Extracted data entries
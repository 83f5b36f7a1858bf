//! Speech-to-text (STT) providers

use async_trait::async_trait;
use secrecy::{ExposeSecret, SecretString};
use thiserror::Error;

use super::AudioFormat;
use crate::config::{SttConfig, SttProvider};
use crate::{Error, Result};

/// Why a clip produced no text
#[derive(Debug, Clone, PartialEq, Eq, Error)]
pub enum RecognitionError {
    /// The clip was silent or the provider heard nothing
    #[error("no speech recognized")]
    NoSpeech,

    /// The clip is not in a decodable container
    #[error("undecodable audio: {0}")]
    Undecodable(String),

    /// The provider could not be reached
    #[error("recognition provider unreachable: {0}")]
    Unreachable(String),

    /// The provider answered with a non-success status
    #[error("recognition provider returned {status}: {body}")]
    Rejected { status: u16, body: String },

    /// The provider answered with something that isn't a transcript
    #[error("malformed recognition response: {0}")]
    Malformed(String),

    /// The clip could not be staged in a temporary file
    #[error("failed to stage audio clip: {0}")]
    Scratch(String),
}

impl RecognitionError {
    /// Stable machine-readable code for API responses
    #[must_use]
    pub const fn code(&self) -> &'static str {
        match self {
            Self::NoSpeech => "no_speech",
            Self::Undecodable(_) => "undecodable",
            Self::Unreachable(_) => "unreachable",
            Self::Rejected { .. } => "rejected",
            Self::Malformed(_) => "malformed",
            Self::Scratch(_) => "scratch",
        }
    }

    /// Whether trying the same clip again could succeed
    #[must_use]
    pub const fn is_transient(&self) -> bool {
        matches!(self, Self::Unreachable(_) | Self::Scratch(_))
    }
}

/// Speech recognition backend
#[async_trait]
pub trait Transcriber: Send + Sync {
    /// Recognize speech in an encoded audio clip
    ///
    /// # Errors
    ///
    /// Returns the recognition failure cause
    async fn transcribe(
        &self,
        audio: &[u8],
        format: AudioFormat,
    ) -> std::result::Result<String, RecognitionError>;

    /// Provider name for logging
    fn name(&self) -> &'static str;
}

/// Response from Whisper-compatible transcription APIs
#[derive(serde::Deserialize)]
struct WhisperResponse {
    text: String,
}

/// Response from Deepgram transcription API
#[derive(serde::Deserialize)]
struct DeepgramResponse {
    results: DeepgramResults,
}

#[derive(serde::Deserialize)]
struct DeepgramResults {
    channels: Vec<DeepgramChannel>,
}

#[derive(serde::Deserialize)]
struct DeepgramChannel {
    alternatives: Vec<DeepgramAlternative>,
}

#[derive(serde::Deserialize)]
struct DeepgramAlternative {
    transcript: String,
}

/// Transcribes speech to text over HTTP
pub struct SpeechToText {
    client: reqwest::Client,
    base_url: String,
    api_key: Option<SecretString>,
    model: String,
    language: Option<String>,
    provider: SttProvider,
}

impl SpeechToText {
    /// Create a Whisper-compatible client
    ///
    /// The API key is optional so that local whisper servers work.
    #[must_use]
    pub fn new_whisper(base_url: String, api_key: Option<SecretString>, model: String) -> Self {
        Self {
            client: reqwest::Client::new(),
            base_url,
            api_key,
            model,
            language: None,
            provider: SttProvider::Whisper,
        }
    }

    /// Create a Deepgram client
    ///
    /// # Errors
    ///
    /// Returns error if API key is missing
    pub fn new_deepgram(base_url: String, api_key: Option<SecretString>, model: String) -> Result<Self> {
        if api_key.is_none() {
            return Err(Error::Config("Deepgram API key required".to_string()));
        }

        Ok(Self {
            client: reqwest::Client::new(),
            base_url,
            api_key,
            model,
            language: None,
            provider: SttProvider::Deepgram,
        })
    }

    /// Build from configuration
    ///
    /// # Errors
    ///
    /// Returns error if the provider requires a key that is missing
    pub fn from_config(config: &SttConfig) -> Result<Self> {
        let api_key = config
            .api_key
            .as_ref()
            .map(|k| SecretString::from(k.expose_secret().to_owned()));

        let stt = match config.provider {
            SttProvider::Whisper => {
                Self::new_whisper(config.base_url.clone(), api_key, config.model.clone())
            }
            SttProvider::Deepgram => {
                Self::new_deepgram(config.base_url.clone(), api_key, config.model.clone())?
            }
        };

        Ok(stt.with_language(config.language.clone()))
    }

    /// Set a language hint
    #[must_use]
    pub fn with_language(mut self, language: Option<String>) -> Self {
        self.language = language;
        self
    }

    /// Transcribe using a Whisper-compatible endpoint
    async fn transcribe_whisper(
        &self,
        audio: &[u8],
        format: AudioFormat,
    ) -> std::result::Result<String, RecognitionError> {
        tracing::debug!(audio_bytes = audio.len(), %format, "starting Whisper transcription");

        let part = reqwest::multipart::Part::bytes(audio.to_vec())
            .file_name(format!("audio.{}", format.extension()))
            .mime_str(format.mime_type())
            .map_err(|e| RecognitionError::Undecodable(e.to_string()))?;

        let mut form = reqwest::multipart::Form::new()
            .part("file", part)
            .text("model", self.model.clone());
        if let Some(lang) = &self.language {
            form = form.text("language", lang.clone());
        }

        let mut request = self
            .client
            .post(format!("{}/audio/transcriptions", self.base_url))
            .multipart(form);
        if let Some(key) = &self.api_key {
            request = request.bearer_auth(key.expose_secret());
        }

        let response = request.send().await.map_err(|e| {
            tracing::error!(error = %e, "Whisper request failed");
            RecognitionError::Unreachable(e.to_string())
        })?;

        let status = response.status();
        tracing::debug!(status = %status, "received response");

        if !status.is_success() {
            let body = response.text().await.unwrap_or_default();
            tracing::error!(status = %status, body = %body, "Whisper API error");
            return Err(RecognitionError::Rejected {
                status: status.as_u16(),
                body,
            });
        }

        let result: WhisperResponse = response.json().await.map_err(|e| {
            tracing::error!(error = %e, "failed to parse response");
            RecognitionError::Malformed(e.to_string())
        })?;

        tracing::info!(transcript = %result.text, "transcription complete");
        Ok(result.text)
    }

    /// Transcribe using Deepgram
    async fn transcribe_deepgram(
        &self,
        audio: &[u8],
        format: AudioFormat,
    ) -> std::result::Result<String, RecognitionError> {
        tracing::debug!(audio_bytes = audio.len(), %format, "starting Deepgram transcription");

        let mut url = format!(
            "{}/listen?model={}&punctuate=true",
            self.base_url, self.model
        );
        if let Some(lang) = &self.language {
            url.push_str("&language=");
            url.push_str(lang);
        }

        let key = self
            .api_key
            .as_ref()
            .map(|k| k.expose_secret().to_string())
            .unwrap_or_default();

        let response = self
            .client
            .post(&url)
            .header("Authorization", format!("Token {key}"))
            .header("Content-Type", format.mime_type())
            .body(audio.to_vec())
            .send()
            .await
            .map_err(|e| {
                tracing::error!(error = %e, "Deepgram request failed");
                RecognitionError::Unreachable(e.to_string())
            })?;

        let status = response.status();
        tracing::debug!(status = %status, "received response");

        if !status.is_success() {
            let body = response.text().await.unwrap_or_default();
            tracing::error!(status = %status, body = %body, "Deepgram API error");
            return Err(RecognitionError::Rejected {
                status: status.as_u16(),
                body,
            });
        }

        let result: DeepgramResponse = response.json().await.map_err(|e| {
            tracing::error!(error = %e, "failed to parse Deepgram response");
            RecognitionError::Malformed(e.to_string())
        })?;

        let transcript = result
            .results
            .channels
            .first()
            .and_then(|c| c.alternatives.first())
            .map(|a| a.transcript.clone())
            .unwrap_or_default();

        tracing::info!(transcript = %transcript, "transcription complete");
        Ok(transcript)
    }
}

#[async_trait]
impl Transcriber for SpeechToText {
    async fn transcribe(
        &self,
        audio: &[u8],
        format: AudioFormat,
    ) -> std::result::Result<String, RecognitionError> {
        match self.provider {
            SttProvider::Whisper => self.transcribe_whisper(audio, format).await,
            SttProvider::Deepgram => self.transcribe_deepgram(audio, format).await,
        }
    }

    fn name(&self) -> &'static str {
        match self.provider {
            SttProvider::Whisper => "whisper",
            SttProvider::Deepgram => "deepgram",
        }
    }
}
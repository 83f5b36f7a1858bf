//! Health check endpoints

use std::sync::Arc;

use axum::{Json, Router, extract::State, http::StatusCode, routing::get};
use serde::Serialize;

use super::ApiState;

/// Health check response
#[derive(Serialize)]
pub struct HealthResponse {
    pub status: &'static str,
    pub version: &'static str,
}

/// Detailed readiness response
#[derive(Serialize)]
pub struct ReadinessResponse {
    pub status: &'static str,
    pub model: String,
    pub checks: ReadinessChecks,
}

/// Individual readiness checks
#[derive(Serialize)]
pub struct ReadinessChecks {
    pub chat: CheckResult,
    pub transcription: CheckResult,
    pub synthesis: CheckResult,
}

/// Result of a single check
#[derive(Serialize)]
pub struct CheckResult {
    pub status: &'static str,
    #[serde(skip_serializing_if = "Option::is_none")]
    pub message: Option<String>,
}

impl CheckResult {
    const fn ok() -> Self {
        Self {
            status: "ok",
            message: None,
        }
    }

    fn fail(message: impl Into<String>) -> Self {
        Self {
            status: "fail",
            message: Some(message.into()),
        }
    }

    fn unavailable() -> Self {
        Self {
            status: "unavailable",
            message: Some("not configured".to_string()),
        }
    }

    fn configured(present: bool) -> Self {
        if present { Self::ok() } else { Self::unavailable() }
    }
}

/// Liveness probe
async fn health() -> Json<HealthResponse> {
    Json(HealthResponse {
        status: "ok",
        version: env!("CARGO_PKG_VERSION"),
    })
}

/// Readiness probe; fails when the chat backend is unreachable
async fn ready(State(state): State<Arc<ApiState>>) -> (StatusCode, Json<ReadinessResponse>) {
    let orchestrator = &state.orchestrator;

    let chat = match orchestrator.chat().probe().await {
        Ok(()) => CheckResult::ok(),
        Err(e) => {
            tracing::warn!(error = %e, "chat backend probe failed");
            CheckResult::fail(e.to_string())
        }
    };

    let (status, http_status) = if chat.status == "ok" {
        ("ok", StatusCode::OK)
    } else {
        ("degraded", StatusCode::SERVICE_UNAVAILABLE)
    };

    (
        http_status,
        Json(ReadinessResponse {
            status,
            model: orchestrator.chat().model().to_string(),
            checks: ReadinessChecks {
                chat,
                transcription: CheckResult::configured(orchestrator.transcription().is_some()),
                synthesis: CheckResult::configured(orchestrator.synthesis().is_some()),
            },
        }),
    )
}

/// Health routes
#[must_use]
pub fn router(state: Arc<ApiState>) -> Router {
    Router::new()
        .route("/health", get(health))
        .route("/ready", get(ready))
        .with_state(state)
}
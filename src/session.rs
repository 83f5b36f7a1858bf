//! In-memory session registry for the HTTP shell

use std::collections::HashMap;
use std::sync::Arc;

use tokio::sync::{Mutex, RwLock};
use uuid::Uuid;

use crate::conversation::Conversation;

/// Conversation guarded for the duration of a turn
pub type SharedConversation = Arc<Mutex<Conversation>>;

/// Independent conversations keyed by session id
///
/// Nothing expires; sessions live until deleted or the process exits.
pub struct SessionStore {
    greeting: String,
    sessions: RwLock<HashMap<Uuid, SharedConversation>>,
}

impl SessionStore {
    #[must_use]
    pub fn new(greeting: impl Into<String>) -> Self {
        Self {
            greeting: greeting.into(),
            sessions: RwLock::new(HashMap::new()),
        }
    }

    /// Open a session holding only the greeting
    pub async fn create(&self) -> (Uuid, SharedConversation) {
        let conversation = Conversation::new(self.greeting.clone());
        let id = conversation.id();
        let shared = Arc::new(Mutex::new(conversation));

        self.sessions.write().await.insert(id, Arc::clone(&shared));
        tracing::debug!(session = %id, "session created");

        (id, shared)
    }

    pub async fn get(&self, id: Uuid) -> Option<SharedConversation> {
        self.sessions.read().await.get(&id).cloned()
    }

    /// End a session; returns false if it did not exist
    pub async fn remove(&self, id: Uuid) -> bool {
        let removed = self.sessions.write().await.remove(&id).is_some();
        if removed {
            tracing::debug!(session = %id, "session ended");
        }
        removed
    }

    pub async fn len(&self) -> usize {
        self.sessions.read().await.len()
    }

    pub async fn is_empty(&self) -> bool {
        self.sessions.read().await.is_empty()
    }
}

__Work instructions__: The response should be the lines from the one containing "let removed = self.sessions.write().await.remove(&id).is_some();" through the last line of the data, set down exactly and with no other line.

__Task result__:
        let removed = self.sessions.write().await.remove(&id).is_some();
        if removed {
            tracing::debug!(session = %id, "session ended");
        }
        removed
    }

    pub async fn len(&self) -> usize {
        self.sessions.read().await.len()
    }

    pub async fn is_empty(&self) -> bool {
        self.sessions.read().await.is_empty()
    }
}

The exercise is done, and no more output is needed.